In our debate last week on Clause 17, I referred to that clause as an exercise in “wing-clipping” the Electoral Commission. By the Minister’s own account, as he

told your Lordships, in practice, those proposed changes made no real difference to anything. He obviously intended to give us some reassurance that those changes meant nothing at all, but I surmise that when he reports back to CCHQ he will make it sound a far more impressive change. Now we have Clause 18, which I also think is going to be found facing both ways. In reality, it is an attempt to satisfy the bloodlust of some right-wing Tory MPs who had rather a close shave in 2015. The Minister’s intention is that if this clause goes on the statute book next time, they will get away scot free. For that matter, we will all get away scot free, able to do exactly as the noble Baroness, Lady Bennett, has just spelled out. I actually think that in responding to this debate he will attempt to sell it to us as something far less important or serious: “It is simply a margin note to clarify the commonly accepted understanding of current law. Nothing to see here; let us move on to the next clause.”

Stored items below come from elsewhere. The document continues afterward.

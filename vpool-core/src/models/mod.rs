//! Storage pool models.
//!
//! Models are the operations the REST layer exposes. They fetch a manager
//! session from the [`StorageConnection`](crate::connection::StorageConnection)
//! on every call and translate manager faults into [`VpoolError`]s.

pub mod isopool;
pub mod storagepool;
pub mod storagepools;

pub use isopool::{IsoPool, IsoPoolModel};
pub use storagepool::StoragePoolModel;
pub use storagepools::StoragePoolsModel;

use crate::connection::{ManagerError, PoolHandle, PoolManager};
use crate::error::{Result, VpoolError};
use crate::observability::metrics::record_pool_failure;
use tracing::error;

/// Handle for `name`, with a missing pool reported as `PoolNotFound`.
pub(crate) async fn get_pool(manager: &dyn PoolManager, name: &str) -> Result<Box<dyn PoolHandle>> {
    manager.lookup(name).await.map_err(|e| {
        if e.is_no_pool() {
            VpoolError::PoolNotFound { name: name.to_string() }
        } else {
            manager_failure("lookup", e)
        }
    })
}

/// Count and log a failed manager call, keeping the manager's message.
pub(crate) fn manager_failure(operation: &'static str, err: ManagerError) -> VpoolError {
    record_pool_failure(operation);
    error!(operation, code = ?err.code, "Storage manager error: {}", err.message);
    err.into()
}
//! Core domain types for vpool.

pub mod pool;
pub mod task;

// Re-exports
pub use pool::{
    CreateOutcome, PoolCreateRequest, PoolSource, PoolSpec, PoolState, PoolType, PoolUpdate,
    SourceRequest, SourceSpec, StoragePool, Violation, ISO_POOL_NAME,
};
pub use task::{Task, TaskStatus};
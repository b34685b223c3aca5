//! Configuration management.

use crate::error::{Result, VpoolError};
use crate::paths;
use serde::{Deserialize, Serialize};
use std::path::PathBuf;
use std::time::Duration;

/// Persistent configuration for vpool.
#[derive(Debug, Clone, Serialize, Deserialize)]
#[serde(default)]
pub struct Config {
    pub log_level: String,
    pub data_dir: String,
    pub db_path: String,
    pub staging_dir: String,
    /// Background tasks executing at the same time.
    pub max_concurrent_tasks: usize,
    /// Running plus queued tasks admitted before `submit` is refused.
    pub max_pending_tasks: usize,
    /// How long a finished scan pool stays visible before teardown.
    pub scan_ttl_secs: u64,
    /// Upper bound for a single filesystem walk.
    pub scan_timeout_secs: u64,
}

impl Default for Config {
    fn default() -> Self {
        Self {
            log_level: "info".to_string(),
            data_dir: paths::data_dir().to_string_lossy().to_string(),
            db_path: paths::db_path().to_string_lossy().to_string(),
            staging_dir: paths::staging_dir().to_string_lossy().to_string(),
            max_concurrent_tasks: 4,
            max_pending_tasks: 64,
            scan_ttl_secs: 300,
            scan_timeout_secs: 3600,
        }
    }
}

impl Config {
    /// Get the path to the configuration file.
    pub fn config_path() -> PathBuf {
        paths::config_dir().join("config.json")
    }

    /// Load configuration from disk, falling back to defaults.
    pub fn load() -> Result<Self> {
        let path = Self::config_path();
        if !path.exists() {
            return Ok(Self::default());
        }
        let content = std::fs::read_to_string(&path).map_err(|e| VpoolError::InvalidConfig {
            reason: format!("Failed to read config: {}", e),
        })?;
        let config: Self = serde_json::from_str(&content).map_err(|e| {
            VpoolError::InvalidConfig { reason: format!("Failed to parse config: {}", e) }
        })?;
        config.validate()?;
        Ok(config)
    }

    /// Save configuration to disk.
    pub fn save(&self) -> Result<()> {
        let path = Self::config_path();
        if let Some(parent) = path.parent() {
            std::fs::create_dir_all(parent)
                .map_err(|e| VpoolError::IoError { path: parent.to_path_buf(), source: e })?;
        }
        let content = serde_json::to_string_pretty(self).map_err(|e| {
            VpoolError::InvalidConfig { reason: format!("Failed to serialize config: {}", e) }
        })?;
        std::fs::write(&path, content).map_err(|e| VpoolError::IoError { path, source: e })
    }

    /// Reject limits the task registry cannot honor.
    pub fn validate(&self) -> Result<()> {
        if self.max_concurrent_tasks == 0 {
            return Err(VpoolError::InvalidConfig {
                reason: "max_concurrent_tasks must be at least 1".to_string(),
            });
        }
        if self.max_pending_tasks < self.max_concurrent_tasks {
            return Err(VpoolError::InvalidConfig {
                reason: format!(
                    "max_pending_tasks ({}) must not be below max_concurrent_tasks ({})",
                    self.max_pending_tasks, self.max_concurrent_tasks
                ),
            });
        }
        Ok(())
    }

    pub fn scan_ttl(&self) -> Duration {
        Duration::from_secs(self.scan_ttl_secs)
    }

    pub fn scan_timeout(&self) -> Duration {
        Duration::from_secs(self.scan_timeout_secs)
    }
}

#[cfg(test)]
mod tests {
    use super::*;

    #[test]
    fn test_default_config_is_valid() {
        let config = Config::default();
        assert!(config.validate().is_ok());
        assert_eq!(config.scan_ttl(), Duration::from_secs(300));
    }

    #[test]
    fn test_partial_json_uses_defaults() {
        let config: Config = serde_json::from_str(r#"{"max_concurrent_tasks": 2}"#).unwrap();
        assert_eq!(config.max_concurrent_tasks, 2);
        assert_eq!(config.max_pending_tasks, 64);
        assert_eq!(config.log_level, "info");
    }

    #[test]
    fn test_rejects_zero_workers() {
        let config = Config { max_concurrent_tasks: 0, ..Config::default() };
        assert!(matches!(config.validate(), Err(VpoolError::InvalidConfig { .. })));

        let config = Config { max_concurrent_tasks: 8, max_pending_tasks: 4, ..Config::default() };
        assert!(config.validate().is_err());
    }
}
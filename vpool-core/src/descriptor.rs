//! Pool definitions handed to the external pool manager.
//!
//! A [`PoolDefinition`] is the typed form of the manager's XML pool
//! descriptor. Managers that speak XML render it with [`PoolDefinition::to_xml`].

use crate::paths;
use crate::types::pool::{PoolSpec, PoolType};
use serde::{Deserialize, Serialize};
use std::fmt::Write as _;
use std::path::{Path, PathBuf};

/// Pool kinds the external manager understands.
#[derive(Debug, Clone, Copy, PartialEq, Eq, Hash, Serialize, Deserialize)]
#[serde(rename_all = "lowercase")]
pub enum PoolKind {
    Dir,
    Netfs,
    Logical,
    Iscsi,
}

impl PoolKind {
    pub fn as_str(&self) -> &'static str {
        match self {
            PoolKind::Dir => "dir",
            PoolKind::Netfs => "netfs",
            PoolKind::Logical => "logical",
            PoolKind::Iscsi => "iscsi",
        }
    }

    /// Kinds whose backing storage must be built and which autostart.
    pub fn is_on_disk(&self) -> bool {
        matches!(self, PoolKind::Dir | PoolKind::Netfs | PoolKind::Logical)
    }
}

impl std::fmt::Display for PoolKind {
    fn fmt(&self, f: &mut std::fmt::Formatter<'_>) -> std::fmt::Result {
        f.write_str(self.as_str())
    }
}

/// Source section of a pool descriptor.
#[derive(Debug, Clone, Default, PartialEq, Eq, Serialize, Deserialize)]
pub struct SourceDefinition {
    /// Remote host (netfs, iscsi)
    pub host: Option<String>,

    /// Exported directory on the remote host (netfs)
    pub dir: Option<String>,

    /// Physical volumes (logical)
    pub devices: Vec<String>,

    /// iSCSI target IQN
    pub target: Option<String>,
}

/// Typed pool descriptor.
#[derive(Debug, Clone, PartialEq, Eq, Serialize, Deserialize)]
pub struct PoolDefinition {
    pub name: String,
    pub kind: PoolKind,
    /// Target path where the pool's volumes appear on the host
    pub target_path: PathBuf,
    pub source: SourceDefinition,
}

impl PoolDefinition {
    /// Directory pool rooted at `path`.
    pub fn dir(name: impl Into<String>, path: impl Into<PathBuf>) -> Self {
        Self {
            name: name.into(),
            kind: PoolKind::Dir,
            target_path: path.into(),
            source: SourceDefinition::default(),
        }
    }

    /// Build the descriptor for a validated request.
    ///
    /// ISO pools are directory pools rooted at `path`; callers rewrite that
    /// path to a staging directory before calling this.
    pub fn from_spec(spec: &PoolSpec) -> Self {
        Self::from_spec_in(spec, &paths::nfs_mount_dir())
    }

    /// Same as [`PoolDefinition::from_spec`] with an explicit netfs mount root.
    pub fn from_spec_in(spec: &PoolSpec, nfs_mount_root: &Path) -> Self {
        let source = SourceDefinition {
            host: spec.source.host.clone(),
            dir: spec.source.path.clone(),
            devices: spec.source.devices.clone(),
            target: spec.source.target.clone(),
        };

        let (kind, target_path) = match spec.pool_type {
            PoolType::Dir | PoolType::KimchiIso => {
                (PoolKind::Dir, spec.path.clone().unwrap_or_default())
            }
            PoolType::Netfs => (PoolKind::Netfs, nfs_mount_root.join(&spec.name)),
            PoolType::Logical => (PoolKind::Logical, PathBuf::from("/dev").join(&spec.name)),
            PoolType::Iscsi => (PoolKind::Iscsi, PathBuf::from("/dev/disk/by-id")),
        };

        Self { name: spec.name.clone(), kind, target_path, source }
    }

    /// Render the libvirt-style XML descriptor.
    pub fn to_xml(&self) -> String {
        let mut xml = String::new();
        let _ = writeln!(xml, "<pool type='{}'>", self.kind);
        let _ = writeln!(xml, "  <name>{}</name>", escape(&self.name));

        let source = &self.source;
        let has_source = source.host.is_some()
            || source.dir.is_some()
            || source.target.is_some()
            || !source.devices.is_empty();
        if has_source {
            xml.push_str("  <source>\n");
            if let Some(host) = &source.host {
                let _ = writeln!(xml, "    <host name='{}'/>", escape(host));
            }
            if let Some(dir) = &source.dir {
                let _ = writeln!(xml, "    <dir path='{}'/>", escape(dir));
            }
            for device in &source.devices {
                let _ = writeln!(xml, "    <device path='{}'/>", escape(device));
            }
            if let Some(target) = &source.target {
                let _ = writeln!(xml, "    <device path='{}'/>", escape(target));
            }
            xml.push_str("  </source>\n");
        }

        xml.push_str("  <target>\n");
        let _ = writeln!(
            xml,
            "    <path>{}</path>",
            escape(&self.target_path.to_string_lossy())
        );
        xml.push_str("  </target>\n");
        xml.push_str("</pool>\n");
        xml
    }
}

fn escape(value: &str) -> String {
    let mut out = String::with_capacity(value.len());
    for c in value.chars() {
        match c {
            '&' => out.push_str("&amp;"),
            '<' => out.push_str("&lt;"),
            '>' => out.push_str("&gt;"),
            '\'' => out.push_str("&apos;"),
            '"' => out.push_str("&quot;"),
            _ => out.push(c),
        }
    }
    out
}

#[cfg(test)]
mod tests {
    use super::*;
    use crate::types::pool::SourceSpec;

    fn spec(name: &str, pool_type: PoolType) -> PoolSpec {
        PoolSpec {
            name: name.to_string(),
            pool_type,
            path: None,
            source: SourceSpec::default(),
        }
    }

    #[test]
    fn test_dir_pool_xml() {
        let def = PoolDefinition::dir("alt", "/tmp");
        let xml = def.to_xml();
        assert!(xml.starts_with("<pool type='dir'>"));
        assert!(xml.contains("<name>alt</name>"));
        assert!(xml.contains("<path>/tmp</path>"));
        assert!(!xml.contains("<source>"));
    }

    #[test]
    fn test_netfs_pool_mounts_under_root() {
        let mut spec = spec("nfs", PoolType::Netfs);
        spec.source.host = Some("10.0.0.1".to_string());
        spec.source.path = Some("/export".to_string());

        let def = PoolDefinition::from_spec_in(&spec, Path::new("/var/lib/vpool/nfs_mount"));
        assert_eq!(def.kind, PoolKind::Netfs);
        assert_eq!(def.target_path, PathBuf::from("/var/lib/vpool/nfs_mount/nfs"));

        let xml = def.to_xml();
        assert!(xml.contains("<host name='10.0.0.1'/>"));
        assert!(xml.contains("<dir path='/export'/>"));
    }

    #[test]
    fn test_logical_pool_targets_dev() {
        let mut spec = spec("vg0", PoolType::Logical);
        spec.source.devices = vec!["/dev/sdb".to_string(), "/dev/sdc".to_string()];

        let def = PoolDefinition::from_spec(&spec);
        assert_eq!(def.target_path, PathBuf::from("/dev/vg0"));
        assert_eq!(def.to_xml().matches("<device path=").count(), 2);
    }

    #[test]
    fn test_iso_pool_is_dir_kind() {
        let mut spec = spec("isos", PoolType::KimchiIso);
        spec.path = Some(PathBuf::from("/tmp/vpool-scan-isos"));
        let def = PoolDefinition::from_spec(&spec);
        assert_eq!(def.kind, PoolKind::Dir);
        assert_eq!(def.target_path, PathBuf::from("/tmp/vpool-scan-isos"));
        assert!(def.kind.is_on_disk());
        assert!(!PoolKind::Iscsi.is_on_disk());
    }

    #[test]
    fn test_xml_escaping() {
        let def = PoolDefinition::dir("a<b>&'c'", "/tmp/x");
        let xml = def.to_xml();
        assert!(xml.contains("<name>a&lt;b&gt;&amp;&apos;c&apos;</name>"));
    }
}
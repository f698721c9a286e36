use anyhow::Result;
use blockmv::config::EngineConfig;
use blockmv::quant::QuantRange;
use blockmv::{layers, reference, BlockShape, ComputeOptions, Matrix, Tensor3, Tensor4};
use clap::{Parser, Subcommand};
use indicatif::{ProgressBar, ProgressStyle};
use log::info;
use rand::rngs::SmallRng;
use rand::SeedableRng;
use rand_distr::{Distribution, Normal};
use std::path::PathBuf;
use std::time::Instant;

#[derive(Parser, Debug)]
#[command(author, version, about = "Offload matrix-vector products onto a block compute unit", long_about = None)]
struct Args {
    /// Engine config (JSON); defaults to a simulated 64x64 block
    #[arg(long)]
    config: Option<PathBuf>,

    /// Override block output length
    #[arg(short = 'm', long)]
    m_size: Option<usize>,

    /// Override block input length
    #[arg(short = 'v', long)]
    v_size: Option<usize>,

    /// Quantize operands before offloading
    #[arg(long)]
    quantized: bool,

    #[arg(long, default_value_t = 42)]
    seed: u64,

    #[command(subcommand)]
    cmd: Cmd,
}

#[derive(Subcommand, Debug)]
enum Cmd {
    /// Random matrix-vector product checked against the exact result
    Mv {
        #[arg(long, default_value_t = 256)]
        rows: usize,
        #[arg(long, default_value_t = 256)]
        cols: usize,
        #[arg(long, default_value_t = 1)]
        repeat: usize,
    },
    /// Random convolution via lowering checked against direct convolution
    Conv {
        #[arg(long, default_value_t = 8)]
        conv_channels: usize,
        #[arg(long, default_value_t = 3)]
        in_channels: usize,
        #[arg(long, default_value_t = 3)]
        kernel: usize,
        #[arg(long, default_value_t = 16)]
        height: usize,
        #[arg(long, default_value_t = 16)]
        width: usize,
    },
}

fn random_vec(rng: &mut SmallRng, n: usize, std: f32) -> Result<Vec<f32>> {
    let dist = Normal::new(0.0f32, std)?;
    Ok((0..n).map(|_| dist.sample(rng)).collect())
}

/// Symmetric range covering every value, used as the quantization hint.
fn range_of(values: &[f32]) -> QuantRange {
    let a = values.iter().fold(1e-6f32, |m, v| m.max(v.abs()));
    QuantRange::new(8, -a, a)
}

fn main() -> Result<()> {
    env_logger::init();
    let args = Args::parse();

    let mut cfg = match &args.config {
        Some(p) => EngineConfig::load(p)?,
        None => EngineConfig::default(),
    };
    if let Some(m) = args.m_size { cfg.block.m_size = m; }
    if let Some(v) = args.v_size { cfg.block.v_size = v; }
    let BlockShape { m_size, v_size } = cfg.block;
    let mut engine = cfg.build_engine()?;
    info!("Engine ready: {} device, block {}x{}", engine.device_name(), m_size, v_size);

    let mut rng = SmallRng::seed_from_u64(args.seed);
    let quantized = args.quantized || cfg.compute.quantized;

    match args.cmd {
        Cmd::Mv { rows, cols, repeat } => {
            let matrix = Matrix::from_vec(rows, cols, random_vec(&mut rng, rows * cols, 0.5)?)?;
            let vector = random_vec(&mut rng, cols, 1.0)?;
            let opts = if quantized {
                ComputeOptions::quantized(range_of(&vector), range_of(matrix.as_slice()))
            } else { cfg.compute };
            let exact = reference::matvec(&matrix, &vector)?;
            let pb = ProgressBar::new(repeat as u64);
            pb.set_style(ProgressStyle::with_template("{bar:40} {pos}/{len} {elapsed}")?);
            let start = Instant::now();
            let mut out = vec![0f32; rows];
            for _ in 0..repeat {
                engine.multiply(&matrix, &vector, &mut out, &opts)?;
                pb.inc(1);
            }
            pb.finish_and_clear();
            let elapsed = start.elapsed();
            println!("mv {}x{} quantized={} block={}x{}", rows, cols, opts.quantized, m_size, v_size);
            println!("max abs error: {:.6}", reference::max_abs_diff(&out, &exact));
            println!("block calls: {} ({} per multiply)", engine.num_block_calls(), engine.tile_count(rows, cols));
            println!("elapsed: {:.3}s", elapsed.as_secs_f32());
        }
        Cmd::Conv { conv_channels, in_channels, kernel, height, width } => {
            let w = Tensor4::from_vec(conv_channels, in_channels, kernel, kernel,
                random_vec(&mut rng, conv_channels * in_channels * kernel * kernel, 0.3)?)?;
            let x = Tensor3::from_vec(in_channels, height, width, random_vec(&mut rng, in_channels * height * width, 1.0)?)?;
            let opts = if quantized {
                ComputeOptions::quantized(range_of(x.as_slice()), range_of(w.as_slice()))
            } else { cfg.compute };
            let start = Instant::now();
            let y = layers::conv2d(&mut engine, &w, &x, &opts)?;
            let elapsed = start.elapsed();
            let exact = reference::conv2d(&w, &x)?;
            println!("conv {}x{}x{}x{} over {}x{}x{} -> {}x{}x{}", conv_channels, in_channels, kernel, kernel,
                in_channels, height, width, y.channels, y.height, y.width);
            println!("max abs error: {:.6}", reference::max_abs_diff(y.as_slice(), exact.as_slice()));
            println!("block calls: {}", engine.num_block_calls());
            println!("elapsed: {:.3}s", elapsed.as_secs_f32());
        }
    }
    Ok(())
}
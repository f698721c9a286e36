//! Network layers expressed as engine multiplies.

use log::debug;

use crate::engine::{ComputeOptions, Engine};
use crate::error::{check_len, Result};
use crate::lowering::lower;
use crate::tensor::{Matrix, Tensor3, Tensor4};

/// Fully-connected layer: `weights · input (+ bias)`.
pub fn linear(engine: &mut Engine, weights: &Matrix, input: &[f32], bias: Option<&[f32]>, opts: &ComputeOptions) -> Result<Vec<f32>> {
    if let Some(b) = bias { check_len("bias length", weights.rows(), b.len())?; }
    let mut out = engine.multiply_vec(weights, input, opts)?;
    if let Some(b) = bias {
        for (y, bi) in out.iter_mut().zip(b) { *y += bi; }
    }
    Ok(out)
}

/// `a · b`, one engine multiply per column of `b`.
pub fn matmul(engine: &mut Engine, a: &Matrix, b: &Matrix, opts: &ComputeOptions) -> Result<Matrix> {
    check_len("inner dimension", a.cols(), b.rows())?;
    let mut out = Matrix::zeros(a.rows(), b.cols());
    let mut col = vec![0f32; a.rows()];
    for c in 0..b.cols() {
        engine.multiply(a, &b.column(c), &mut col, opts)?;
        for (r, &v) in col.iter().enumerate() { out.set(r, c, v); }
    }
    Ok(out)
}

/// Valid, stride-1 convolution through lowering.
pub fn conv2d(engine: &mut Engine, weights: &Tensor4, inputs: &Tensor3, opts: &ComputeOptions) -> Result<Tensor3> {
    let (new_weights, new_inputs) = lower(weights, inputs)?;
    let out_h = inputs.height - weights.height + 1;
    let out_w = inputs.width - weights.width + 1;
    debug!("conv2d via lowering: {}x{} weights, {}x{} inputs",
        new_weights.rows(), new_weights.cols(), new_inputs.rows(), new_inputs.cols());
    let product = matmul(engine, &new_weights, &new_inputs, opts)?;
    // Row-major product is already [channel][y * out_w + x].
    Tensor3::from_vec(weights.out_channels, out_h, out_w, product.as_slice().to_vec())
}
use std::fs::{File, OpenOptions};
use std::io;
use std::path::Path;
use std::ptr;
use std::sync::atomic::{fence, Ordering};

use log::trace;
use memmap2::{MmapMut, MmapOptions};

use super::{BlockCompute, BlockShape};
use crate::error::{OffloadError, Result};

/// Value written to the completion word to start a block; the device overwrites it when done.
pub const START_SENTINEL: u32 = 0x5555;

/// Accelerator reached through physical memory windows.
///
/// Data region layout (i32 words): `[0, v_size)` vector, `[v_size, (m_size+1)*v_size)` matrix.
/// Results are read back from words `[0, m_size)` of the same region. The mappings and the file
/// are released on drop.
pub struct MmioBlock {
    shape: BlockShape,
    data: MmapMut,
    output: MmapMut,
    _file: File,
}

impl MmioBlock {
    pub fn open(path: &Path, data_addr: u64, output_addr: u64, shape: BlockShape) -> Result<Self> {
        let unavailable = |source: io::Error| OffloadError::DeviceUnavailable { path: path.to_path_buf(), source };
        if data_addr % 4 != 0 || output_addr % 4 != 0 {
            return Err(unavailable(io::Error::new(io::ErrorKind::InvalidInput, "region address not word aligned")));
        }
        let file = OpenOptions::new().read(true).write(true).open(path).map_err(unavailable)?;
        let data_words = (shape.m_size + 1) * shape.v_size;
        // Character devices like /dev/mem report length 0; only regular files can be too short.
        let meta = file.metadata().map_err(unavailable)?;
        let needed = (data_addr + (data_words * 4) as u64).max(output_addr + 4);
        if meta.file_type().is_file() && meta.len() < needed {
            return Err(unavailable(io::Error::new(io::ErrorKind::UnexpectedEof,
                format!("device file is {} bytes, regions need {}", meta.len(), needed))));
        }
        // SAFETY: the regions are device windows shared with hardware; every access below goes
        // through volatile reads/writes and the mappings never outlive `file`.
        let data = unsafe {
            MmapOptions::new().offset(data_addr).len(data_words * 4).map_mut(&file)
        }.map_err(unavailable)?;
        let output = unsafe {
            MmapOptions::new().offset(output_addr).len(4).map_mut(&file)
        }.map_err(unavailable)?;
        Ok(Self { shape, data, output, _file: file })
    }

    fn data_ptr(&mut self) -> *mut i32 { self.data.as_mut_ptr() as *mut i32 }

    fn status_ptr(&mut self) -> *mut u32 { self.output.as_mut_ptr() as *mut u32 }
}

impl BlockCompute for MmioBlock {
    fn name(&self) -> &'static str { "mmio" }

    fn shape(&self) -> BlockShape { self.shape }

    fn compute_quantized(&mut self, vector: &[i32], matrix: &[i32], out: &mut [i32]) -> Result<()> {
        let (m, v) = (self.shape.m_size, self.shape.v_size);
        let data = self.data_ptr();
        let status = self.status_ptr();
        // SAFETY: the data mapping holds (m+1)*v words and the status mapping one word.
        unsafe {
            for (k, &x) in vector.iter().take(v).enumerate() { ptr::write_volatile(data.add(k), x); }
            for (k, &w) in matrix.iter().take(m * v).enumerate() { ptr::write_volatile(data.add(v + k), w); }
            fence(Ordering::SeqCst);
            ptr::write_volatile(status, START_SENTINEL);
            // No timeout: a device that never answers stalls the caller.
            let mut spins: u64 = 0;
            while ptr::read_volatile(status) == START_SENTINEL {
                std::hint::spin_loop();
                spins += 1;
            }
            fence(Ordering::SeqCst);
            for (k, y) in out.iter_mut().take(m).enumerate() { *y = ptr::read_volatile(data.add(k)); }
            trace!("mmio block done after {} spins", spins);
        }
        Ok(())
    }
}
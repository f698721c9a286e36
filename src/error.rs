use std::io;
use std::path::PathBuf;
use thiserror::Error;

use crate::quant::Role;

#[derive(Debug, Error)]
pub enum OffloadError {
    /// Dynamic range collapses the quantization scale (min >= max, non-finite, bad bit width).
    #[error("invalid {role} range: bits={bits} min={min} max={max}")]
    InvalidRange { role: Role, bits: u32, min: f32, max: f32 },

    #[error("shape mismatch for {what}: expected {expected}, found {found}")]
    ShapeMismatch { what: &'static str, expected: usize, found: usize },

    #[error("cannot acquire device {}: {source}", path.display())]
    DeviceUnavailable {
        path: PathBuf,
        #[source]
        source: io::Error,
    },

    #[error("block shape must be non-zero (m_size={m_size}, v_size={v_size})")]
    InvalidBlockShape { m_size: usize, v_size: usize },

    #[error("{backend} backend has no full-precision block compute")]
    UnsupportedPrecision { backend: &'static str },
}

pub type Result<T> = std::result::Result<T, OffloadError>;

/// Shorthand used by the shape checks scattered through the crate.
pub(crate) fn check_len(what: &'static str, expected: usize, found: usize) -> Result<()> {
    if expected != found {
        return Err(OffloadError::ShapeMismatch { what, expected, found });
    }
    Ok(())
}
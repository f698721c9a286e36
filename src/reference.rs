//! Exact reference kernels used to check offloaded results. f64 accumulation, no tiling.

use rayon::prelude::*;

use crate::error::{check_len, Result};
use crate::lowering::output_dims;
use crate::tensor::{Matrix, Tensor3, Tensor4};

pub fn matvec(matrix: &Matrix, vector: &[f32]) -> Result<Vec<f32>> {
    check_len("vector length", matrix.cols(), vector.len())?;
    Ok((0..matrix.rows()).into_par_iter().map(|r| {
        let mut sum = 0f64;
        for (w, x) in matrix.row(r).iter().zip(vector) { sum += *w as f64 * *x as f64; }
        sum as f32
    }).collect())
}

/// Direct valid, stride-1 convolution. Output `[out_channels][out_h][out_w]`.
pub fn conv2d(weights: &Tensor4, inputs: &Tensor3) -> Result<Tensor3> {
    let (out_h, out_w) = output_dims(weights, inputs)?;
    let data: Vec<f32> = (0..weights.out_channels * out_h * out_w).into_par_iter().map(|i| {
        let oc = i / (out_h * out_w);
        let (y, x) = ((i / out_w) % out_h, i % out_w);
        let mut sum = 0f64;
        for ic in 0..weights.in_channels {
            for h in 0..weights.height {
                for w in 0..weights.width {
                    sum += weights.get(oc, ic, h, w) as f64 * inputs.get(ic, h + y, w + x) as f64;
                }
            }
        }
        sum as f32
    }).collect();
    Tensor3::from_vec(weights.out_channels, out_h, out_w, data)
}

/// Largest absolute elementwise difference.
pub fn max_abs_diff(a: &[f32], b: &[f32]) -> f32 {
    a.iter().zip(b).map(|(x, y)| (x - y).abs()).fold(0.0, f32::max)
}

It is worth exploring what the law says now and how it will be different if this clause stands. My noble friend Lord Rennard spelled this out very clearly. In a general election, there are two financial constraints, one at constituency level and one at national level. The constituency spending level is, comparatively speaking, tight, and the national level is, comparatively speaking, generous—and about to become even more generous, apparently. That second constraint—the maximum figure a party can spend outside constituencies—goes into a national campaign. Even the Conservative Party, with all its large donors from various nationalities and provenances, has actually found it hard to spend up to the national limits; and no other party has come anywhere close. So there is an obvious temptation to use some of that spending power in supporting constituency campaigns, which may be pressing hard up against their expense ceiling.

Of course, big cheques cannot simply be handed over by a national party campaign to the local one. It would be too visible. But goods and services in kind are much harder to keep in focus from outside. Even so, existing election law requires the constituency agent to give a fair account of any goods and services received below cost, and that that difference should be taken into account as a donation in lieu. In practice, help has to be a little more nuanced and a little more distanced from the agent. That was the nub of the fracas in Thanet. The election court saw through the Conservatives’ sleight of hand, so now we have Clause 18.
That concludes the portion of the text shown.